Business

Eco store educates as well as sells

[attach]6628[/attach]When Kym Klopp opened Ecoexistence three and a half years ago, she had a hard time stocking the store with environmentally friendly products.

“I actually had to build out my cash desk because I couldn’t fill the store,” she says. “Now, it’s such an amazing improvement. The product selection has opened up dramatically.”

The eco-friendly lifestyle product store, which recently moved from Vaughan Road to St. Clair Avenue W. at Arlington Avenue, specializes in unique products and gifts for all ages.

“I was a destination store, so conscious people found me no problem. But the general population, which I was hoping to educate, did not,” she says.

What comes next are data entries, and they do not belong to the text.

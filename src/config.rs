//! Configuration for the capture engine.
//!
//! Loads configuration from a TOML file and provides runtime defaults.

use serde::{Deserialize, Serialize};
use std::path::PathBuf;
use tracing::{info, warn};

/// Main configuration structure
#[derive(Debug, Clone, Serialize, Deserialize, Default)]
pub struct CaptureConfig {
    #[serde(default)]
    pub limits: LimitsConfig,

    #[serde(default)]
    pub timing: TimingConfig,

    #[serde(default)]
    pub hosts: HostsConfig,
}

#[derive(Debug, Clone, Serialize, Deserialize)]
pub struct LimitsConfig {
    /// Word cap for free-tier captures
    #[serde(default = "default_free_max_words")]
    pub free_max_words: usize,

    /// Word cap for subscribed captures
    #[serde(default = "default_premium_max_words")]
    pub premium_max_words: usize,

    /// Per-identity item capacity for free users
    #[serde(default = "default_base_capacity")]
    pub base_capacity: usize,

    /// Capacity once widened (subscribed, or free identity over the threshold)
    #[serde(default = "default_widened_capacity")]
    pub widened_capacity: usize,

    /// Existing-item count past which a free identity's capacity widens
    #[serde(default = "default_widening_threshold")]
    pub widening_threshold: usize,

    /// Absolute per-identity ceiling enforced by the secondary eviction pass
    #[serde(default = "default_hard_ceiling")]
    pub hard_ceiling: usize,
}

impl Default for LimitsConfig {
    fn default() -> Self {
        Self {
            free_max_words: 500,
            premium_max_words: 5000,
            base_capacity: 5,
            widened_capacity: 15,
            widening_threshold: 5,
            hard_ceiling: 15,
        }
    }
}

#[derive(Debug, Clone, Serialize, Deserialize)]
pub struct TimingConfig {
    /// Bracket marker blink toggle interval
    #[serde(default = "default_blink_interval")]
    pub blink_interval_ms: u64,

    /// Delay before the success popup is shown
    #[serde(default = "default_popup_delay")]
    pub popup_delay_ms: u64,

    /// Auto-dismiss delay for error notifications
    #[serde(default = "default_error_dismiss")]
    pub error_dismiss_ms: u64,

    /// Auto-dismiss delay for upgrade notices without an OK button
    #[serde(default = "default_upgrade_dismiss")]
    pub upgrade_dismiss_ms: u64,
}

impl Default for TimingConfig {
    fn default() -> Self {
        Self {
            blink_interval_ms: 500,
            popup_delay_ms: 500,
            error_dismiss_ms: 1500,
            upgrade_dismiss_ms: 3000,
        }
    }
}

#[derive(Debug, Clone, Serialize, Deserialize)]
pub struct HostsConfig {
    /// Hosts where capture is refused outright
    #[serde(default = "default_blocked_hosts")]
    pub blocked: Vec<String>,
}

impl Default for HostsConfig {
    fn default() -> Self {
        Self {
            blocked: default_blocked_hosts(),
        }
    }
}

// Default value functions for serde
fn default_free_max_words() -> usize {
    500
}

fn default_premium_max_words() -> usize {
    5000
}

fn default_base_capacity() -> usize {
    5
}

fn default_widened_capacity() -> usize {
    15
}

fn default_widening_threshold() -> usize {
    5
}

fn default_hard_ceiling() -> usize {
    15
}

fn default_blink_interval() -> u64 {
    500
}

fn default_popup_delay() -> u64 {
    500
}

fn default_error_dismiss() -> u64 {
    1500
}

fn default_upgrade_dismiss() -> u64 {
    3000
}

fn default_blocked_hosts() -> Vec<String> {
    vec!["sites.google.com".to_string()]
}

impl CaptureConfig {
    /// Load configuration from the default path
    pub fn load() -> Self {
        Self::load_from_path(Self::default_config_path())
    }

    /// Load configuration from a specific path
    pub fn load_from_path(path: PathBuf) -> Self {
        match std::fs::read_to_string(&path) {
            Ok(contents) => match toml::from_str(&contents) {
                Ok(config) => {
                    info!("Loaded configuration from {:?}", path);
                    config
                }
                Err(e) => {
                    warn!("Failed to parse config file: {}, using defaults", e);
                    Self::default()
                }
            },
            Err(_) => {
                info!("No config file found at {:?}, using defaults", path);
                Self::default()
            }
        }
    }

    /// Get the default configuration file path
    pub fn default_config_path() -> PathBuf {
        dirs::config_dir()
            .unwrap_or_else(|| PathBuf::from("."))
            .join("clip-capture")
            .join("config.toml")
    }

    /// Check whether a host is on the blocked list
    pub fn is_blocked_host(&self, host: &str) -> bool {
        self.hosts.blocked.iter().any(|h| host.contains(h.as_str()))
    }
}

#[cfg(test)]
mod tests {
    use super::*;

    #[test]
    fn test_default_config() {
        let config = CaptureConfig::default();
        assert_eq!(config.limits.free_max_words, 500);
        assert_eq!(config.limits.premium_max_words, 5000);
        assert_eq!(config.limits.base_capacity, 5);
        assert_eq!(config.timing.blink_interval_ms, 500);
    }

    #[test]
    fn test_parse_toml() {
        let toml_str = r#"
[limits]
free_max_words = 200

[timing]
blink_interval_ms = 250
"#;

        let config: CaptureConfig = toml::from_str(toml_str).unwrap();
        assert_eq!(config.limits.free_max_words, 200);
        // Unspecified fields fall back to defaults
        assert_eq!(config.limits.premium_max_words, 5000);
        assert_eq!(config.timing.blink_interval_ms, 250);
        assert_eq!(config.timing.popup_delay_ms, 500);
    }

    #[test]
    fn test_blocked_hosts() {
        let config = CaptureConfig::default();
        assert!(config.is_blocked_host("sites.google.com"));
        assert!(!config.is_blocked_host("example.com"));
    }
}
//! Identity resolution.
//!
//! User data comes from an external auth collaborator; failures degrade to
//! "no identity" and the engine falls back to the last-logged-in value kept
//! in the key-value store.

use async_trait::async_trait;
use serde::{Deserialize, Serialize};

/// Message value the auth backend returns when the session is invalid.
pub const UNAUTHORIZED_MESSAGE: &str = "Unauthorized";

/// Account data supplied by the auth collaborator. Read-only to the engine.
#[derive(Debug, Clone, Serialize, Deserialize)]
pub struct UserData {
    /// Presence of a subscription identifier implies the subscribed tier.
    #[serde(rename = "stripeSubscriptionId", default, skip_serializing_if = "Option::is_none")]
    pub stripe_subscription_id: Option<String>,

    #[serde(default, skip_serializing_if = "Option::is_none")]
    pub email: Option<String>,

    /// Status message; "Unauthorized" marks a failed identity resolution.
    pub message: String,
}

impl UserData {
    pub fn is_subscribed(&self) -> bool {
        self.stripe_subscription_id
            .as_deref()
            .map(|id| !id.is_empty())
            .unwrap_or(false)
    }

    pub fn is_unauthorized(&self) -> bool {
        self.message == UNAUTHORIZED_MESSAGE
    }
}

#[derive(Debug, thiserror::Error)]
pub enum IdentityError {
    #[error("identity request failed: {0}")]
    Request(String),
}

/// Asynchronous identity/auth collaborator.
#[async_trait]
pub trait IdentityProvider: Send + Sync {
    async fn fetch_user(&self) -> Result<UserData, IdentityError>;
}

/// Strip JSON quoting from a stored identity value.
pub fn strip_quotes(value: &str) -> String {
    value.replace('"', "")
}

/// Identity attributed to a capture at creation time.
#[derive(Debug, Clone, PartialEq)]
pub struct ResolvedIdentity {
    /// Authenticated email, or the quote-stripped last-logged-in fallback.
    pub user_email: Option<String>,
    /// True when identity resolution failed at capture time.
    pub is_logout: bool,
}

/// Resolve the identity a new capture is attributed to.
///
/// Note the raw `last_logged_in` value (quotes and all) is deliberately NOT
/// what this returns for eviction keying; the primary eviction pass uses the
/// raw value while this resolved email keys the secondary pass. The two can
/// diverge and the divergence is preserved.
pub fn resolve_identity(
    user_data: Option<&UserData>,
    last_logged_in: Option<&str>,
) -> ResolvedIdentity {
    let user_email = user_data
        .and_then(|u| u.email.clone())
        .or_else(|| last_logged_in.map(strip_quotes));
    let is_logout = user_data.map(|u| u.is_unauthorized()).unwrap_or(true);

    ResolvedIdentity { user_email, is_logout }
}

#[cfg(test)]
mod tests {
    use super::*;

    fn subscribed_user() -> UserData {
        UserData {
            stripe_subscription_id: Some("sub_123".to_string()),
            email: Some("pro@example.com".to_string()),
            message: "ok".to_string(),
        }
    }

    #[test]
    fn test_subscription_detection() {
        assert!(subscribed_user().is_subscribed());

        let free = UserData {
            stripe_subscription_id: None,
            email: Some("free@example.com".to_string()),
            message: "ok".to_string(),
        };
        assert!(!free.is_subscribed());

        let empty_id = UserData {
            stripe_subscription_id: Some(String::new()),
            email: None,
            message: "ok".to_string(),
        };
        assert!(!empty_id.is_subscribed());
    }

    #[test]
    fn test_resolution_prefers_authenticated_email() {
        let user = subscribed_user();
        let resolved = resolve_identity(Some(&user), Some("\"old@example.com\""));
        assert_eq!(resolved.user_email.as_deref(), Some("pro@example.com"));
        assert!(!resolved.is_logout);
    }

    #[test]
    fn test_fallback_strips_quotes() {
        let resolved = resolve_identity(None, Some("\"old@example.com\""));
        assert_eq!(resolved.user_email.as_deref(), Some("old@example.com"));
        assert!(resolved.is_logout);
    }

    #[test]
    fn test_unauthorized_marks_logout() {
        let user = UserData {
            stripe_subscription_id: None,
            email: None,
            message: UNAUTHORIZED_MESSAGE.to_string(),
        };
        let resolved = resolve_identity(Some(&user), None);
        assert!(resolved.is_logout);
        assert!(resolved.user_email.is_none());
    }

    #[test]
    fn test_user_data_wire_format() {
        let json = r#"{"stripeSubscriptionId":"sub_9","email":"a@b.c","message":"ok"}"#;
        let user: UserData = serde_json::from_str(json).unwrap();
        assert!(user.is_subscribed());

        let minimal = r#"{"message":"Unauthorized"}"#;
        let user: UserData = serde_json::from_str(minimal).unwrap();
        assert!(user.is_unauthorized());
    }
}
//! Endpoint specification parsing and listener-set composition
//!
//! Exercises the documented host/port grammar through the public API and the
//! union behavior of multi-spec listen lists.

use nntp_slb::constants::listener::MAX_LISTENERS;
use nntp_slb::resolver::{ResolveMode, resolve, split_host_port};
use nntp_slb::{ListenerSet, ResolveError};

#[test]
fn spec_grammar_covers_all_documented_forms() {
    let cases: &[(&str, Option<&str>, Option<&str>)] = &[
        ("host:1190", Some("host"), Some("1190")),
        ("host", Some("host"), None),
        ("1190", None, Some("1190")),
        ("[::1]:1190", Some("::1"), Some("1190")),
        ("[::1]", Some("::1"), None),
        ("[fe80::1]:119", Some("fe80::1"), Some("119")),
        ("*", Some("0.0.0.0"), None),
        ("*:1190", Some("0.0.0.0"), Some("1190")),
        // Unbracketed IPv6 splits at the last colon.
        ("fe80::1", Some("fe80:"), Some("1")),
    ];

    for (spec, host, port) in cases {
        let parts = split_host_port(spec);
        assert_eq!(parts.host.as_deref(), *host, "host of {:?}", spec);
        assert_eq!(parts.port.as_deref(), *port, "port of {:?}", spec);
    }
}

#[test]
fn wildcard_resolves_to_ipv4_any_in_both_modes() {
    for mode in [ResolveMode::Listen, ResolveMode::Connect] {
        let addrs = resolve("*:1190", "119", mode).unwrap();
        assert!(
            addrs.contains(&"0.0.0.0:1190".parse().unwrap()),
            "mode {:?}",
            mode
        );
    }
}

#[test]
fn default_port_fills_in_when_a_spec_omits_one() {
    let addrs = resolve("127.0.0.1", "1190", ResolveMode::Listen).unwrap();
    assert_eq!(addrs, vec!["127.0.0.1:1190".parse().unwrap()]);
}

#[test]
fn resolution_failure_names_the_original_spec() {
    let err = resolve("not-a-literal:119", "119", ResolveMode::Listen).unwrap_err();
    assert!(matches!(err, ResolveError::Lookup { .. }));
    let msg = err.to_string();
    assert!(msg.starts_with("not-a-literal:119: "));
    // The resolver's failure text follows the spec, not an empty tail.
    assert!(msg.len() > "not-a-literal:119: ".len());
}

#[test]
fn listen_list_is_the_union_of_all_specs() {
    let specs = vec![
        "127.0.0.1:0".to_string(),
        "127.0.0.1:0".to_string(),
        "127.0.0.1:0".to_string(),
    ];
    let set = ListenerSet::bind(&specs, MAX_LISTENERS).unwrap();
    assert_eq!(set.len(), 3);

    let addrs = set.local_addrs().unwrap();
    assert_eq!(addrs.len(), 3);
    for addr in addrs {
        assert!(addr.ip().is_loopback());
    }
}

#[test]
fn listen_list_is_bounded_by_the_cap() {
    let specs: Vec<String> = (0..5).map(|_| "127.0.0.1:0".to_string()).collect();
    let set = ListenerSet::bind(&specs, 3).unwrap();
    assert_eq!(set.len(), 3);
}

Now she has whole new audience — who have never considered what’s in their medicine cabinet, what’s on their skin or what they’re cooking with — coming in to the store.

In addition to educating customers and holding weekly seminars about topics like sustainability or electro magnetic frequencies, she helps customers who are being forced to make changes to their lives for health reasons.

“Sadly I get a lot of people who come in when they’re diagnosed with multiple chemical sensitivities,” she says. “I’m happy to be here for those people to help them make the change. I feel at least I’m helping out some people going through some really rough times.”

Although it’s easy for shoppers to feel overwhelmed when they start to think about how bad certain products are for themselves and the environment, she hopes customers think about their purchases and what’s in the products they use, whether it’s mascara or a cooking pot.

“I think about everything I purchased, where it was made, what was used to make it and where it will end up in the end because the planet can no longer be a garbage dump,” she says. “I always hope that people pause for thought.”